Relevant sources expressed concerns about the low disbursement and completion rates, fearing a repeat of last year’s failures when only 10 projects were completed and the disbursement rate did not exceed 50%, marking the lowest historical rate since the inception of the development plan projects in 2010/2011.

In several circulars from the Ministry of Finance, government agencies were strongly urged to prioritize development plan projects. The ministry stressed the importance of promptly initiating special procedures and implementing development projects for the new fiscal year, without waiting for budget approval. These agencies were authorized to initiate tendering processes and special practices outlined in the draft budget even before its approval by the National Assembly.

The list of development projects for the current year includes significant initiatives like the Northern Economic Zone Development Project, aiming to establish a region with special laws and regulations to attract high-value global investments while ensuring transparent financial resource management. Additionally, strategic projects like the expansion of Kuwait Airport’s Passenger Terminal 2 and the development of Mubarakiya Markets and parking lots are part of the implementation schedule.

A final report analyzing development projects from the past year identified obstacles slowing down the project completion process. These obstacles included delays in contractual procedures and obtaining required approvals from regulatory authorities, with legislative challenges being a prominent issue. Many projects require their own laws or amendments to existing legislation.

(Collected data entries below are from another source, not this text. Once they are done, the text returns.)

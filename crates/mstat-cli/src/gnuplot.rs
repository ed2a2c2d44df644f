//! Thin gnuplot driver: find the program, spawn it with a persistent
//! window, and feed it a script with inline data.
//!
//! Script generation is separated from process handling so the exact
//! commands sent to gnuplot can be tested without a gnuplot install.

use std::io::Write;
use std::path::PathBuf;
use std::process::{Child, Command, Stdio};

use mstat_error::{MstatError, Result};
use tracing::debug;

/// Plot-wide presentation settings.
#[derive(Debug, Clone)]
pub struct PlotConfig {
    pub title: String,
    pub xlabel: String,
    pub ylabel: String,
    pub grid: bool,
    pub autoscale: bool,
    pub legend: bool,
}

impl Default for PlotConfig {
    fn default() -> Self {
        Self {
            title: String::new(),
            xlabel: String::new(),
            ylabel: String::new(),
            grid: true,
            autoscale: true,
            legend: true,
        }
    }
}

/// One line on the plot: its legend label and y values (paired with the
/// shared x axis by index).
#[derive(Debug, Clone)]
pub struct Series {
    pub label: String,
    pub values: Vec<f64>,
}

/// Search `PATH` for an executable named `name`.
#[must_use]
pub fn find_program(name: &str) -> Option<PathBuf> {
    let path = std::env::var_os("PATH")?;
    for dir in std::env::split_paths(&path) {
        let candidate = dir.join(name);
        if is_executable(&candidate) {
            return Some(candidate);
        }
    }
    None
}

#[cfg(unix)]
fn is_executable(path: &std::path::Path) -> bool {
    use std::os::unix::fs::PermissionsExt;
    path.metadata()
        .map(|m| m.is_file() && m.permissions().mode() & 0o111 != 0)
        .unwrap_or(false)
}

#[cfg(not(unix))]
fn is_executable(path: &std::path::Path) -> bool {
    path.is_file()
}

/// Write the full gnuplot script for one plot: presentation commands, the
/// `plot '-'` line per series, then each series' inline data terminated
/// by `e`.
pub fn write_script<W: Write>(
    sink: &mut W,
    config: &PlotConfig,
    x: &[f64],
    series: &[Series],
) -> Result<()> {
    writeln!(sink, "set title '{}'", config.title)?;
    writeln!(sink, "set xlabel '{}'", config.xlabel)?;
    writeln!(sink, "set ylabel '{}'", config.ylabel)?;
    if config.grid {
        writeln!(sink, "set grid")?;
        writeln!(sink, "set mytics 2")?;
        writeln!(sink, "set mxtics 2")?;
        writeln!(sink, "set grid mxtics mytics")?;
    }
    if config.autoscale {
        writeln!(sink, "set autoscale")?;
    }
    if config.legend {
        writeln!(sink, "set key nobox")?;
        writeln!(sink, "set key outside")?;
        writeln!(sink, "set key noenhanced")?;
    }

    let plots: Vec<String> = series
        .iter()
        .map(|s| format!("'-' title '{}' with lines", s.label))
        .collect();
    writeln!(sink, "plot {}", plots.join(", "))?;

    for s in series {
        for (xv, yv) in x.iter().zip(&s.values) {
            writeln!(sink, "{xv} {yv}")?;
        }
        writeln!(sink, "e")?;
    }
    Ok(())
}

/// A running gnuplot subprocess fed over stdin.
#[derive(Debug)]
pub struct Gnuplot {
    child: Child,
}

impl Gnuplot {
    /// Spawn `gnuplot -p` (the plot window persists after exit).
    pub fn spawn() -> Result<Self> {
        let child = Command::new("gnuplot")
            .arg("-p")
            .stdin(Stdio::piped())
            .spawn()?;
        debug!(pid = child.id(), "gnuplot started");
        Ok(Self { child })
    }

    /// Render one plot.
    pub fn plot(&mut self, config: &PlotConfig, x: &[f64], series: &[Series]) -> Result<()> {
        let stdin = self
            .child
            .stdin
            .as_mut()
            .ok_or_else(|| MstatError::Io(std::io::Error::other("gnuplot stdin closed")))?;
        write_script(stdin, config, x, series)?;
        stdin.flush()?;
        Ok(())
    }

    /// Block until the user closes the plot window, then reap the child.
    pub fn wait_for_close(mut self) -> Result<()> {
        if let Some(stdin) = self.child.stdin.as_mut() {
            writeln!(stdin, "pause mouse close")?;
        }
        // Dropping stdin sends EOF so gnuplot can exit.
        drop(self.child.stdin.take());
        self.child.wait()?;
        Ok(())
    }
}

#[cfg(test)]
mod tests {
    use super::*;

    fn render(config: &PlotConfig, x: &[f64], series: &[Series]) -> String {
        let mut buf = Vec::new();
        write_script(&mut buf, config, x, series).expect("script");
        String::from_utf8(buf).expect("utf8 script")
    }

    fn sample_config() -> PlotConfig {
        PlotConfig {
            title: "a.dat".to_owned(),
            xlabel: "Time (HH)".to_owned(),
            ylabel: "MiB".to_owned(),
            ..PlotConfig::default()
        }
    }

    #[test]
    fn script_sets_labels_and_grid() {
        let script = render(&sample_config(), &[], &[]);
        assert!(script.contains("set title 'a.dat'"));
        assert!(script.contains("set xlabel 'Time (HH)'"));
        assert!(script.contains("set ylabel 'MiB'"));
        assert!(script.contains("set grid mxtics mytics"));
        assert!(script.contains("set autoscale"));
        assert!(script.contains("set key outside"));
    }

    #[test]
    fn script_emits_one_inline_block_per_series() {
        let series = [
            Series {
                label: "rss".to_owned(),
                values: vec![1.0, 2.0],
            },
            Series {
                label: "swap".to_owned(),
                values: vec![0.5, 0.25],
            },
        ];
        let script = render(&sample_config(), &[0.0, 1.0], &series);
        assert!(script.contains("plot '-' title 'rss' with lines, '-' title 'swap' with lines"));
        assert_eq!(script.matches("\ne\n").count(), 2);
        assert!(script.contains("0 1\n1 2\ne\n"));
        assert!(script.contains("0 0.5\n1 0.25\ne\n"));
    }

    #[test]
    fn grid_and_legend_can_be_disabled() {
        let config = PlotConfig {
            grid: false,
            legend: false,
            ..sample_config()
        };
        let script = render(&config, &[], &[]);
        assert!(!script.contains("set grid"));
        assert!(!script.contains("set key"));
    }

    #[test]
    fn find_program_locates_a_shell() {
        // Something named `sh` is on PATH in any environment we test in.
        assert!(find_program("sh").is_some());
        assert!(find_program("definitely-not-a-real-program-9c4f").is_none());
    }
}
//! One sample: process id, elapsed-time timestamp, and the 19 memory
//! metrics, plus the name/id indirection used by generic consumers.

use tracing::warn;

use crate::schema::FieldId;
use crate::value::FieldValue;

/// A single decoded sample.
///
/// All metric fields are byte counts. `pid` and `timestamp` carry the two
/// distinct semantic types of the format: integer identifier and
/// floating-point elapsed seconds.
#[derive(Debug, Clone, Copy, Default, PartialEq, serde::Serialize, serde::Deserialize)]
pub struct Record {
    pub pid: u32,
    pub timestamp: f64,
    pub rss: u64,
    pub pss: u64,
    pub pss_anon: u64,
    pub pss_file: u64,
    pub pss_shmem: u64,
    pub shared_clean: u64,
    pub shared_dirty: u64,
    pub private_clean: u64,
    pub private_dirty: u64,
    pub referenced: u64,
    pub anonymous: u64,
    pub anon_huge_pages: u64,
    pub shmem_pmd_mapped: u64,
    pub file_pmd_mapped: u64,
    pub shared_hugetlb: u64,
    pub private_hugetlb: u64,
    pub swap: u64,
    pub swap_pss: u64,
    pub locked: u64,
}

impl Record {
    /// Typed field lookup by identifier. Total and panic-free: every
    /// `FieldId` maps to a value.
    #[must_use]
    pub const fn get(&self, id: FieldId) -> FieldValue {
        match id {
            FieldId::Pid => FieldValue::Integer(self.pid as u64),
            FieldId::Timestamp => FieldValue::Real(self.timestamp),
            _ => FieldValue::Integer(self.metric_bits(id)),
        }
    }

    /// Typed field lookup by symbolic name.
    ///
    /// An unrecognized name yields [`FieldValue::Missing`] (with a
    /// diagnostic) rather than failing the whole scan, so batch exporters
    /// can still emit a row when one field is absent.
    #[must_use]
    pub fn get_by_name(&self, name: &str) -> FieldValue {
        match FieldId::from_name(name) {
            Some(id) => self.get(id),
            None => {
                warn!(field = name, "unknown field requested");
                FieldValue::Missing
            }
        }
    }

    /// The field's raw on-disk bit pattern, widened to `u64`.
    #[must_use]
    pub fn raw_bits(&self, id: FieldId) -> u64 {
        match id {
            FieldId::Pid => self.pid as u64,
            FieldId::Timestamp => self.timestamp.to_bits(),
            _ => self.metric_bits(id),
        }
    }

    /// Overwrite a field from its raw on-disk bit pattern.
    #[allow(clippy::cast_possible_truncation)]
    pub fn set_raw_bits(&mut self, id: FieldId, bits: u64) {
        match id {
            FieldId::Pid => self.pid = bits as u32,
            FieldId::Timestamp => self.timestamp = f64::from_bits(bits),
            FieldId::Rss => self.rss = bits,
            FieldId::Pss => self.pss = bits,
            FieldId::PssAnon => self.pss_anon = bits,
            FieldId::PssFile => self.pss_file = bits,
            FieldId::PssShmem => self.pss_shmem = bits,
            FieldId::SharedClean => self.shared_clean = bits,
            FieldId::SharedDirty => self.shared_dirty = bits,
            FieldId::PrivateClean => self.private_clean = bits,
            FieldId::PrivateDirty => self.private_dirty = bits,
            FieldId::Referenced => self.referenced = bits,
            FieldId::Anonymous => self.anonymous = bits,
            FieldId::AnonHugePages => self.anon_huge_pages = bits,
            FieldId::ShmemPmdMapped => self.shmem_pmd_mapped = bits,
            FieldId::FilePmdMapped => self.file_pmd_mapped = bits,
            FieldId::SharedHugetlb => self.shared_hugetlb = bits,
            FieldId::PrivateHugetlb => self.private_hugetlb = bits,
            FieldId::Swap => self.swap = bits,
            FieldId::SwapPss => self.swap_pss = bits,
            FieldId::Locked => self.locked = bits,
        }
    }

    const fn metric_bits(&self, id: FieldId) -> u64 {
        match id {
            FieldId::Rss => self.rss,
            FieldId::Pss => self.pss,
            FieldId::PssAnon => self.pss_anon,
            FieldId::PssFile => self.pss_file,
            FieldId::PssShmem => self.pss_shmem,
            FieldId::SharedClean => self.shared_clean,
            FieldId::SharedDirty => self.shared_dirty,
            FieldId::PrivateClean => self.private_clean,
            FieldId::PrivateDirty => self.private_dirty,
            FieldId::Referenced => self.referenced,
            FieldId::Anonymous => self.anonymous,
            FieldId::AnonHugePages => self.anon_huge_pages,
            FieldId::ShmemPmdMapped => self.shmem_pmd_mapped,
            FieldId::FilePmdMapped => self.file_pmd_mapped,
            FieldId::SharedHugetlb => self.shared_hugetlb,
            FieldId::PrivateHugetlb => self.private_hugetlb,
            FieldId::Swap => self.swap,
            FieldId::SwapPss => self.swap_pss,
            FieldId::Locked => self.locked,
            // pid/timestamp are handled by the callers' outer match.
            FieldId::Pid | FieldId::Timestamp => 0,
        }
    }
}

The report highlighted several reasons for the lack of progress in achieving the sustainable development plan, more than a decade after the launch of Vision 2035 such as the salaries and subsidies consuming 80% of the state’s general budget, productivity rates remain low compared to the significant level of state budget spending, oil revenues constitute 91% of the state’s total revenues and international oil prices significantly impact the deficit or surplus in the state’s general budget.